What is needed is the complete listing, repeated exactly.

━━━━

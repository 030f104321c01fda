//! Fundamental geometric and simulation types.

use glam::DVec3;
use serde::{Deserialize, Serialize};

/// 3D position in world space (engine units, Cartesian).
#[derive(Debug, Clone, Copy, Default, PartialEq, Serialize, Deserialize)]
pub struct Position {
    pub x: f64,
    pub y: f64,
    pub z: f64,
}

/// 3D velocity in world space (units/s).
#[derive(Debug, Clone, Copy, Default, PartialEq, Serialize, Deserialize)]
pub struct Velocity {
    pub x: f64,
    pub y: f64,
    pub z: f64,
}

/// An entity's pose: location plus horizontal heading.
/// Carried by the anchor-expire event as the final resting pose.
#[derive(Debug, Clone, Copy, Default, PartialEq, Serialize, Deserialize)]
pub struct Transform {
    pub position: Position,
    /// Heading in radians (0 = North, clockwise).
    pub heading: f64,
}

/// Stable cross-instance entity identity.
///
/// Allocated sequentially by each engine. Scenario entities are spawned in
/// the same order on every instance (same seed), so their ids line up;
/// runtime-spawned anchors reach proxies via replicated spawn messages.
#[derive(
    Debug, Clone, Copy, PartialEq, Eq, Hash, PartialOrd, Ord, Serialize, Deserialize,
)]
pub struct NetId(pub u32);

impl std::fmt::Display for NetId {
    fn fmt(&self, f: &mut std::fmt::Formatter<'_>) -> std::fmt::Result {
        write!(f, "net:{}", self.0)
    }
}

/// Simulation time tracking.
#[derive(Debug, Clone, Copy, Default, Serialize, Deserialize)]
pub struct SimTime {
    /// Current tick number (increments by 1 each tick).
    pub tick: u64,
    /// Elapsed simulation time in seconds.
    pub elapsed_secs: f64,
}

/// Deltas smaller than this snap straight to the interpolation target.
const INTERP_SNAP_DIST_SQ: f64 = 1e-8;

impl Position {
    pub fn new(x: f64, y: f64, z: f64) -> Self {
        Self { x, y, z }
    }

    /// Range to another position (3D distance).
    pub fn range_to(&self, other: &Position) -> f64 {
        DVec3::from(*self).distance(DVec3::from(*other))
    }

    /// Frame-rate-independent exponential interpolation toward `target`.
    ///
    /// Moves a constant fraction of the remaining delta per unit time:
    /// `self + delta * clamp(dt * speed, 0, 1)`. A non-positive speed or a
    /// negligible delta snaps to the target.
    pub fn interp_to(&self, target: &Position, dt: f64, speed: f64) -> Position {
        if speed <= 0.0 {
            return *target;
        }
        let current = DVec3::from(*self);
        let delta = DVec3::from(*target) - current;
        if delta.length_squared() < INTERP_SNAP_DIST_SQ {
            return *target;
        }
        let alpha = (dt * speed).clamp(0.0, 1.0);
        Position::from(current + delta * alpha)
    }
}

impl Velocity {
    pub fn new(x: f64, y: f64, z: f64) -> Self {
        Self { x, y, z }
    }

    /// Speed magnitude (units/s).
    pub fn speed(&self) -> f64 {
        DVec3::from(*self).length()
    }

    /// Heading in radians (0 = North, clockwise).
    pub fn heading(&self) -> f64 {
        self.x.atan2(self.y).rem_euclid(std::f64::consts::TAU)
    }

    /// Re-normalize to a new magnitude, preserving direction.
    /// A zero velocity has no direction and stays zero.
    pub fn with_speed(&self, new_speed: f64) -> Velocity {
        let v = DVec3::from(*self);
        match v.try_normalize() {
            Some(dir) => Velocity::from(dir * new_speed),
            None => *self,
        }
    }
}

impl SimTime {
    /// Seconds per tick at the fixed tick rate.
    pub fn dt(&self) -> f64 {
        crate::constants::DT
    }

    /// Advance by one tick.
    pub fn advance(&mut self) {
        self.tick += 1;
        self.elapsed_secs += self.dt();
    }
}

impl From<Position> for DVec3 {
    fn from(p: Position) -> Self {
        DVec3::new(p.x, p.y, p.z)
    }
}

impl From<DVec3> for Position {
    fn from(v: DVec3) -> Self {
        Position::new(v.x, v.y, v.z)
    }
}

impl From<Velocity> for DVec3 {
    fn from(v: Velocity) -> Self {
        DVec3::new(v.x, v.y, v.z)
    }
}

impl From<DVec3> for Velocity {
    fn from(v: DVec3) -> Self {
        Velocity::new(v.x, v.y, v.z)
    }
}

━━━━

Output for this task:
repository 030f104321c01fda
//! Fundamental geometric and simulation types.

use glam::DVec3;
use serde::{Deserialize, Serialize};

/// 3D position in world space (engine units, Cartesian).
#[derive(Debug, Clone, Copy, Default, PartialEq, Serialize, Deserialize)]
pub struct Position {
    pub x: f64,
    pub y: f64,
    pub z: f64,
}

/// 3D velocity in world space (units/s).
#[derive(Debug, Clone, Copy, Default, PartialEq, Serialize, Deserialize)]
pub struct Velocity {
    pub x: f64,
    pub y: f64,
    pub z: f64,
}

/// An entity's pose: location plus horizontal heading.
/// Carried by the anchor-expire event as the final resting pose.
#[derive(Debug, Clone, Copy, Default, PartialEq, Serialize, Deserialize)]
pub struct Transform {
    pub position: Position,
    /// Heading in radians (0 = North, clockwise).
    pub heading: f64,
}

/// Stable cross-instance entity identity.
///
/// Allocated sequentially by each engine. Scenario entities are spawned in
/// the same order on every instance (same seed), so their ids line up;
/// runtime-spawned anchors reach proxies via replicated spawn messages.
#[derive(
    Debug, Clone, Copy, PartialEq, Eq, Hash, PartialOrd, Ord, Serialize, Deserialize,
)]
pub struct NetId(pub u32);

impl std::fmt::Display for NetId {
    fn fmt(&self, f: &mut std::fmt::Formatter<'_>) -> std::fmt::Result {
        write!(f, "net:{}", self.0)
    }
}

/// Simulation time tracking.
#[derive(Debug, Clone, Copy, Default, Serialize, Deserialize)]
pub struct SimTime {
    /// Current tick number (increments by 1 each tick).
    pub tick: u64,
    /// Elapsed simulation time in seconds.
    pub elapsed_secs: f64,
}

/// Deltas smaller than this snap straight to the interpolation target.
const INTERP_SNAP_DIST_SQ: f64 = 1e-8;

impl Position {
    pub fn new(x: f64, y: f64, z: f64) -> Self {
        Self { x, y, z }
    }

    /// Range to another position (3D distance).
    pub fn range_to(&self, other: &Position) -> f64 {
        DVec3::from(*self).distance(DVec3::from(*other))
    }

    /// Frame-rate-independent exponential interpolation toward `target`.
    ///
    /// Moves a constant fraction of the remaining delta per unit time:
    /// `self + delta * clamp(dt * speed, 0, 1)`. A non-positive speed or a
    /// negligible delta snaps to the target.
    pub fn interp_to(&self, target: &Position, dt: f64, speed: f64) -> Position {
        if speed <= 0.0 {
            return *target;
        }
        let current = DVec3::from(*self);
        let delta = DVec3::from(*target) - current;
        if delta.length_squared() < INTERP_SNAP_DIST_SQ {
            return *target;
        }
        let alpha = (dt * speed).clamp(0.0, 1.0);
        Position::from(current + delta * alpha)
    }
}

impl Velocity {
    pub fn new(x: f64, y: f64, z: f64) -> Self {
        Self { x, y, z }
    }

    /// Speed magnitude (units/s).
    pub fn speed(&self) -> f64 {
        DVec3::from(*self).length()
    }

    /// Heading in radians (0 = North, clockwise).
    pub fn heading(&self) -> f64 {
        self.x.atan2(self.y).rem_euclid(std::f64::consts::TAU)
    }

    /// Re-normalize to a new magnitude, preserving direction.
    /// A zero velocity has no direction and stays zero.
    pub fn with_speed(&self, new_speed: f64) -> Velocity {
        let v = DVec3::from(*self);
        match v.try_normalize() {
            Some(dir) => Velocity::from(dir * new_speed),
            None => *self,
        }
    }
}

impl SimTime {
    /// Seconds per tick at the fixed tick rate.
    pub fn dt(&self) -> f64 {
        crate::constants::DT
    }

    /// Advance by one tick.
    pub fn advance(&mut self) {
        self.tick += 1;
        self.elapsed_secs += self.dt();
    }
}

impl From<Position> for DVec3 {
    fn from(p: Position) -> Self {
        DVec3::new(p.x, p.y, p.z)
    }
}

impl From<DVec3> for Position {
    fn from(v: DVec3) -> Self {
        Position::new(v.x, v.y, v.z)
    }
}

impl From<Velocity> for DVec3 {
    fn from(v: Velocity) -> Self {
        DVec3::new(v.x, v.y, v.z)
    }
}

impl From<DVec3> for Velocity {
    fn from(v: DVec3) -> Self {
        Velocity::new(v.x, v.y, v.z)
    }
}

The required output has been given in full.